Man being in engineering u can only do one thing either have more time to study or pussy ... both happening simultaneously is very rare

thanks for your posts


----------



## Yanick (Oct 27, 2004)

engineering students get pussy?   

j/k man.

I'd say give HIT a try, or a full body routine 3x/week or something like push/pull/legs.

Take a look at the journal section and you will get great ideas on splits etc.


----------



## suresh (Oct 29, 2004)

Hi,  I was an engineering and then MBA student too !!  I know it can be very hard to find time.  

At the least you can do squats, calfs and rows one day.  Shoulder press, biceps, triceps, chest another day,  just once a week.  Keep the intensity high so that it really works you out.

Suresh


----------



## Deezus (Oct 29, 2004)

I'm a Junior in Engineering Physics so I know well what you are talking about.
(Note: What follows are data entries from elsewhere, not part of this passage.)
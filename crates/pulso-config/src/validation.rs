// SPDX-FileCopyrightText: 2026 Pulso Contributors
// SPDX-License-Identifier: MIT OR Apache-2.0

//! Post-deserialization validation for configuration values.
//!
//! Validates semantic constraints that cannot be expressed via serde
//! attributes, such as valid bind addresses, known log levels, and URL
//! schemes.

use crate::diagnostic::ConfigError;
use crate::model::PulsoConfig;

const LOG_LEVELS: &[&str] = &["trace", "debug", "info", "warn", "error"];

/// Validate a deserialized configuration for semantic correctness.
///
/// Returns `Ok(())` if all validations pass, or `Err(Vec<ConfigError>)` with
/// all collected validation errors (does not fail fast).
pub fn validate_config(config: &PulsoConfig) -> Result<(), Vec<ConfigError>> {
    let mut errors = Vec::new();

    // Validate host is not empty
    if config.webhook.host.trim().is_empty() {
        errors.push(ConfigError::Validation {
            message: "webhook.host must not be empty".to_string(),
        });
    }

    // Validate host looks like a valid IP or hostname
    if !config.webhook.host.trim().is_empty() {
        let addr = config.webhook.host.trim();
        let is_valid_ip = addr.parse::<std::net::IpAddr>().is_ok();
        let is_valid_hostname = addr
            .chars()
            .all(|c| c.is_alphanumeric() || c == '.' || c == '-' || c == ':');
        if !is_valid_ip && !is_valid_hostname {
            errors.push(ConfigError::Validation {
                message: format!(
                    "webhook.host `{addr}` is not a valid IP address or hostname"
                ),
            });
        }
    }

    // Validate database_path is not empty
    if config.storage.database_path.trim().is_empty() {
        errors.push(ConfigError::Validation {
            message: "storage.database_path must not be empty".to_string(),
        });
    }

    // Validate log level is a known tracing level
    if !LOG_LEVELS.contains(&config.service.log_level.as_str()) {
        errors.push(ConfigError::Validation {
            message: format!(
                "service.log_level must be one of {}, got `{}`",
                LOG_LEVELS.join(", "),
                config.service.log_level
            ),
        });
    }

    // Validate public_base_url carries an http(s) scheme if set
    if let Some(ref url) = config.service.public_base_url
        && !url.starts_with("http://")
        && !url.starts_with("https://")
    {
        errors.push(ConfigError::Validation {
            message: format!(
                "service.public_base_url must start with http:// or https://, got `{url}`"
            ),
        });
    }

    if errors.is_empty() {
        Ok(())
    } else {
        Err(errors)
    }
}

#[cfg(test)]
mod tests {
    use super::*;

    #[test]
    fn default_config_validates() {
        let config = PulsoConfig::default();
        assert!(validate_config(&config).is_ok());
    }

    #[test]
    fn empty_database_path_fails_validation() {
        let mut config = PulsoConfig::default();
        config.storage.database_path = "".to_string();
        let errors = validate_config(&config).unwrap_err();
        assert!(errors
            .iter()
            .any(|e| matches!(e, ConfigError::Validation { message } if message.contains("database_path"))));
    }

    #[test]
    fn unknown_log_level_fails_validation() {
        let mut config = PulsoConfig::default();
        config.service.log_level = "verbose".to_string();
        let errors = validate_config(&config).unwrap_err();
        assert!(errors
            .iter()
            .any(|e| matches!(e, ConfigError::Validation { message } if message.contains("log_level"))));
    }

    #[test]
    fn base_url_without_scheme_fails_validation() {
        let mut config = PulsoConfig::default();
        config.service.public_base_url = Some("pulso.example.com".to_string());
        let errors = validate_config(&config).unwrap_err();
        assert!(errors
            .iter()
            .any(|e| matches!(e, ConfigError::Validation { message } if message.contains("public_base_url"))));
    }

    #[test]
    fn valid_custom_config_passes() {
        let mut config = PulsoConfig::default();
        config.webhook.host = "0.0.0.0".to_string();
        config.webhook.port = 9000;
        config.storage.database_path = "/tmp/pulso-test.db".to_string();
        config.service.public_base_url = Some("https://pulso.example.com".to_string());
        assert!(validate_config(&config).is_ok());
    }

    #[test]
    fn all_errors_are_collected_not_fail_fast() {
        let mut config = PulsoConfig::default();
        config.webhook.host = "".to_string();
        config.storage.database_path = "".to_string();
        config.service.log_level = "loud".to_string();
        let errors = validate_config(&config).unwrap_err();
        assert_eq!(errors.len(), 3);
    }
}
// SPDX-FileCopyrightText: 2026 Pulso Contributors
// SPDX-License-Identifier: MIT OR Apache-2.0

//! SQLite implementation of the EventStore trait.

use async_trait::async_trait;
use tokio::sync::OnceCell;
use tracing::debug;

use pulso_bus::{EventBus, FeedEvent};
use pulso_config::model::StorageConfig;
use pulso_core::{EventStore, Interaction, NewInteraction, PulsoError};

use crate::database::Database;
use crate::queries;

/// SQLite-backed event store.
///
/// Wraps a [`Database`] handle and delegates query operations to the typed
/// query module. The database is lazily initialized on the first call to
/// [`initialize`](Self::initialize). Every successful insert is announced
/// on the event bus so live feed consumers see new rows without polling.
pub struct SqliteEventStore {
    config: StorageConfig,
    bus: EventBus,
    db: OnceCell<Database>,
}

impl SqliteEventStore {
    /// Create a new SqliteEventStore with the given configuration.
    ///
    /// The database connection is not opened until [`initialize`](Self::initialize)
    /// is called.
    pub fn new(config: StorageConfig, bus: EventBus) -> Self {
        Self {
            config,
            bus,
            db: OnceCell::new(),
        }
    }

    /// Open the database at the configured path and run migrations.
    pub async fn initialize(&self) -> Result<(), PulsoError> {
        let db = Database::open(&self.config.database_path, self.config.wal_mode).await?;
        self.db.set(db).map_err(|_| PulsoError::Storage {
            source: "store already initialized".into(),
        })?;
        debug!(path = %self.config.database_path, "SQLite event store initialized");
        Ok(())
    }

    /// Checkpoint the WAL and release the connection.
    pub async fn close(&self) -> Result<(), PulsoError> {
        let db = self.db()?;
        db.close().await?;
        debug!("WAL checkpoint complete");
        Ok(())
    }

    /// Verify the database answers queries.
    pub async fn health_check(&self) -> Result<(), PulsoError> {
        let db = self.db()?;
        db.connection()
            .call(|conn| {
                conn.execute_batch("SELECT 1;")?;
                Ok(())
            })
            .await
            .map_err(crate::database::map_tr_err)
    }

    /// Returns a reference to the underlying Database, or an error if not initialized.
    fn db(&self) -> Result<&Database, PulsoError> {
        self.db.get().ok_or_else(|| PulsoError::Storage {
            source: "store not initialized -- call initialize() first".into(),
        })
    }
}

#[async_trait]
impl EventStore for SqliteEventStore {
    async fn insert(&self, event: NewInteraction) -> Result<Interaction, PulsoError> {
        let row = queries::interactions::insert_interaction(self.db()?, event).await?;
        self.bus.publish(FeedEvent::Inserted(row.clone()));
        Ok(row)
    }

    async fn list_recent(&self, limit: Option<i64>) -> Result<Vec<Interaction>, PulsoError> {
        queries::interactions::list_recent(self.db()?, limit).await
    }
}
I generaly just make time, but if you cannot bring yourself to do so, I would just alot an hour 3 days a week and fitting a schedule around that.


----------



## Egoatdoor (Oct 30, 2004)

Lord_of_the_GYM said:
			
		

> Hey Fellas .... as the title suggestes I am an engineering student who really loves to workout (mainly weights). Past summer I took up weight trainning and gained like 5-8 pounds of muscle mass. Now I am in school and in 3rd year of engineering. This has seriously effected my workout routine. I was wondering if you guys could help me out. I am looking for an effective 3-day routine. So please me out, as don't wanna loose all the muscle mass i gained and transform into a fat blob again ... Thank you all


Three day split:  1) Chest/back 2) Shoulders/Bis  3) Legs/Tris

Stick to basic compound movements such as bench press( barbell or dumbbell), shoulder presses, chins and/or deadlifts, BB rows, curls, squats and skull crushers with low volume. Avoid isolation movements.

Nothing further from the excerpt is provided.